Manipulating the velocity of money in proof-of-stake
The false dichotomy of ultrasound money deterring token usage.
Estimated reading time: 6 minutes
A frequent topic of discussion is whether the Ethereum community, and by extension the monetary policy of the ecosystem, needs to do anything to encourage transactions after The Merge. One crowd speculates that the expected deflationary nature of the token supply will push the rate of saving (rather than using) tokens higher as owners anticipate a larger future market share.
There have been a number of high quality rebuttals, including a recent one by Domothy, focusing on the negative feedback loop: decreased usage leading to less burn which in turn incentivizes more usage, etc; but there is a elemental aspect to the dynamic that invalidates the entire discussion.
a lower issuance rate leads to less saving and more usage;
a higher issuance rate leads to more saving and less usage.
From a traditional monetary perspective the above claim seems delusional, but proof-of-stake inverts monetary dynamics.
Let’s walk through how issuance and inflation change the velocity of money in different financial systems.
In a fiat economy, the velocity of money generally correlates with inflation. The relationship is complex and is additionally dependent on changes in the money supply as well as the quantity of goods produced, but velocity and inflation largely move together.
A simple way to conceptualize the relationship is that during times of higher inflation, people see the future value of their money as lower, and therefore they are less likely to prioritize saving or to delay large purchases. In an infamous Bloomberg article, people living through hyperinflation in Argentina offered the following advice to Americans:
Spend Your Paycheck Right Away
In a high-inflation economy, money that sits in the bank is losing value. Each day, those $100 on deposit buy a little bit less. As a result, many Argentines spend their paychecks as soon as they receive them, carting away weeks worth of groceries in a single shopping trip, even if some of it -- excess meat, chicken, fish -- will sit in the freezer for months.
The causality goes both ways, so I’m not going to argue whether more spending causes higher inflation or whether higher inflation leads to more spending, but as a basic guide:
In a fiat economy:
a lower inflation rate correlates with less spending;
a higher inflation rate correlates with more spending.
A modern proof-of-work system, like bitcoin, throws a wrench into the system by predefining an issuance schedule and preventing unplanned changes to the inflation rate. However, the underlying correlations remain exactly the same: if the inflation rate of a proof-of-work cryptoasset is higher, there is less incentive to save it—in theory leading to a more active supply. The result is that much like in a fiat economy:
In a proof-of-work system:
a lower inflation rate encourages less usage;
a higher inflation rate encourages more usage.

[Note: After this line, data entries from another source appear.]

//! Heartbeat emitter and liveness monitor.
//!
//! Both run only when a heartbeat interval is configured and share it as their
//! tick period. The emitter keeps intermediaries from timing the session out; the
//! monitor notices when the peer has gone silent and forces a reconnect.

use std::sync::Arc;

use tokio::time::{Instant, MissedTickBehavior, interval_at, sleep};

use super::connection::{Inner, ReconnectReason};
use crate::types::Frame;

/// Write `frame` through the send gate on every tick.
///
/// A failed write is reported and followed by a short pause; the emitter keeps
/// going until shutdown, leaving dead-peer detection to the liveness monitor.
pub(crate) async fn emit(inner: Arc<Inner>, frame: Frame) {
    let period = inner.config.heartbeat_interval;
    let mut ticker = interval_at(Instant::now() + period, period);
    ticker.set_missed_tick_behavior(MissedTickBehavior::Delay);

    loop {
        tokio::select! {
            biased;
            () = inner.shutdown.cancelled() => {
                tracing::debug!("Heartbeat cancellation requested, terminating...");
                break;
            }
            _ = ticker.tick() => {
                match inner.send(frame.clone()).await {
                    Ok(()) => tracing::trace!(kind = %frame.kind(), "Heartbeat sent"),
                    Err(e) => {
                        if inner.is_shutdown() {
                            break;
                        }
                        tracing::warn!(error = %e, "Unable to send heartbeat");
                        inner.report(&e);

                        tokio::select! {
                            biased;
                            () = inner.shutdown.cancelled() => break,
                            () = sleep(inner.config.retry_pause) => {}
                        }
                    }
                }
            }
        }
    }
}

/// Reconnect whenever nothing was received for more than twice the heartbeat interval.
///
/// The reconnect runs inline, so a slow redial delays the next check instead of
/// overlapping with it.
pub(crate) async fn monitor(inner: Arc<Inner>) {
    let period = inner.config.heartbeat_interval;
    let threshold = inner.liveness_threshold();
    let mut ticker = interval_at(Instant::now() + period, period);
    ticker.set_missed_tick_behavior(MissedTickBehavior::Delay);

    loop {
        tokio::select! {
            biased;
            () = inner.shutdown.cancelled() => break,
            _ = ticker.tick() => {
                let idle = inner.last_activity().elapsed();
                if idle <= threshold {
                    continue;
                }

                tracing::warn!(?idle, ?threshold, "No inbound activity, connection presumed dead");
                if let Err(e) = inner.reconnect(ReconnectReason::Stale).await {
                    if inner.is_shutdown() {
                        break;
                    }
                    inner.report(&e);
                }
                ticker.reset();
            }
        }
    }

    tracing::debug!("Liveness monitor terminated");
}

If we take a peek at the on-chain data for bitcoin, we see a long-term downtrend in velocity. Despite a large increase in the popularity of the cryptocurrency, its propensity to become a better store-of-value over time has led to decreasing relative transaction demand and more long-term saving.

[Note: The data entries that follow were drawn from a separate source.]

impl Inner {
    pub(crate) fn report(&self, error: &Error) {
        self.config.error_handler.on_error(error);
    }

    pub(crate) fn touch(&self) {
        self.last_activity.send_replace(Instant::now());
    }

    pub(crate) fn last_activity(&self) -> Instant {
        *self.last_activity.borrow()
    }

    /// Idle time after which the connection is presumed dead.
    pub(crate) fn liveness_threshold(&self) -> Duration {
        self.config.heartbeat_interval.saturating_mul(2)
    }

    pub(crate) fn is_shutdown(&self) -> bool {
        self.closed.load(Ordering::SeqCst) || self.shutdown.is_cancelled()
    }

    async fn lock_gate(&self) -> Result<MutexGuard<'_, Option<WsSink>>> {
        if self.is_shutdown() {
            return Err(WsError::ConnectionClosed.into());
        }
        let gate = self.gate.lock().await;
        if self.is_shutdown() {
            return Err(WsError::ConnectionClosed.into());
        }
        Ok(gate)
    }

    pub(crate) async fn send(&self, frame: Frame) -> Result<()> {
        let mut gate = self.lock_gate().await?;
        write(&mut gate, frame).await
    }

    /// The reconnect procedure.
    ///
    /// Runs under the reconnect lock with the send gate held throughout, so at most
    /// one reconnect proceeds at a time and no writer sees a half-built connection.
    pub(crate) async fn reconnect(&self, reason: ReconnectReason) -> Result<()> {
        let mut state = self.reconnect.lock().await;
        if self.is_shutdown() {
            return Err(WsError::ConnectionClosed.into());
        }
        // Another reconnect may have finished while this one waited for the lock.
        if reason == ReconnectReason::Stale
            && self.last_activity().elapsed() <= self.liveness_threshold()
        {
            tracing::debug!("Connection was refreshed while waiting, skipping stale reconnect");
            return Ok(());
        }

        let attempt = state.failures.saturating_add(1);
        tracing::info!(?reason, attempt, endpoint = %self.config.endpoint, "Reconnecting");
        self.state_tx
            .send_replace(ConnectionState::Reconnecting { attempt });

        let mut gate = self.gate.lock().await;

        // Detach the reader before closing so the receive loop never sees the close
        // handshake of a connection that is being replaced.
        _ = self.readers.send(ReaderHandoff::Detach);
        if let Some(sink) = gate.take() {
            close(sink).await;
        }

        let pause = state
            .backoff
            .next_backoff()
            .unwrap_or(self.config.reconnect.max_backoff);
        tracing::debug!(?pause, "Waiting before redial");

        let dialed = tokio::select! {
            biased;
            () = self.shutdown.cancelled() => return Err(WsError::ConnectionClosed.into()),
            dialed = async {
                sleep(pause).await;
                connect::establish(&self.config).await
            } => dialed,
        };

        match dialed {
            Ok(stream) => {
                let (sink, source) = stream.split();
                *gate = Some(sink);
                _ = self.readers.send(ReaderHandoff::Attach(source));

                state.failures = 0;
                state.backoff.reset();
                self.touch();
                self.state_tx.send_replace(ConnectionState::Connected {
                    since: Instant::now(),
                });

                self.send_on_connect(&mut gate).await;
                self.replay(&mut gate).await;
                Ok(())
            }
            Err(e) => {
                state.failures = attempt;
                tracing::warn!(error = %e, attempt, "Reconnect attempt failed");

                if let Some(max) = self.config.reconnect.max_attempts
                    && attempt >= max
                {
                    self.report(&WsError::ReconnectExhausted { attempts: attempt }.into());
                    self.begin_shutdown();
                }
                Err(e)
            }
        }
    }

    async fn send_on_connect(&self, gate: &mut Option<WsSink>) {
        let Some(on_connect) = &self.config.on_connect else {
            return;
        };
        for frame in on_connect() {
            if let Err(e) = write(gate, frame).await {
                self.report(&e);
            }
        }
    }

    /// Resend every recorded subscription, in order, continuing past failures.
    async fn replay(&self, gate: &mut Option<WsSink>) {
        let entries = self.subscriptions.snapshot();
        if entries.is_empty() {
            return;
        }

        tracing::debug!(count = entries.len(), "Replaying subscriptions");
        for entry in entries {
            if let Err(e) = write(gate, entry.frame).await {
                tracing::warn!(error = %e, "Failed to replay subscription");
                self.report(&e);
            }
        }
    }

    /// Flip the manager into its terminal state. Returns `false` if it already was.
    fn begin_shutdown(&self) -> bool {
        if self.closed.swap(true, Ordering::SeqCst) {
            return false;
        }
        self.shutdown.cancel();
        self.state_tx.send_replace(ConnectionState::Disconnected);
        true
    }

    pub(crate) async fn shutdown(&self) {
        if !self.begin_shutdown() {
            return;
        }
        tracing::info!(endpoint = %self.config.endpoint, "Shutting down connection");

        let mut gate = self.gate.lock().await;
        if let Some(sink) = gate.take() {
            close(sink).await;
        }
    }
}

If you want to incentivize transactions on a proof-of-work blockchain then you want to increase the issuance rate to disincentivize the absolute saving of coins.
This is one reason why I believe the monetary policy of bitcoin is ultimately flawed: as bitcoin gets closer and closer to its terminal issuance, its inflation rate decreases making it a better and better store-of-value. This disincentivizes the spending of the cryptoasset suggesting that the transition from mining subsidy to fee-only revenue will be a larger challenge than most expect. Certainly not an issue in the short-term, but does create a tail risk.
How does proof-of-stake flip this dynamic on its head? The point is subtle, but it comes through the non-Cantillon nature of the protocol.
In proof-of-stake, rather than inflation being an unavoidable side effect of issuance, it is a choice that every token holder makes. Debasement is the weight on one half of an imaginary scale; each person or entity must decide whether they value liquidity sufficiently to pay a small tax by sacrificing their share of the protocol’s issuance.
In order to encourage more on-chain activity, the key is to shift the weights on the metaphorical scale. To create more transaction demand the ecosystem must make staking less appealing and debasement less of an obstacle. The answer is to lower staking issuance, not to raise it.
In a proof-of-stake economy:
a lower issuance rate leads to more on-chain activity and less saving;
a higher issuance rate leads to less on-chain activity and more saving.
When you view staking issuance through the lens of a tax on holders who value liquidity, the point follows naturally: lowering the tax (to not stake) increases one’s desire to utilize the ecosystem.
Although many critics characterize high dApp usage and sound money as competing ideals, the two narratives actually support each other. Keeping issuance low is the key to ensuring the continued usage and development of a robust ecosystem of dApps on Ethereum and L2s.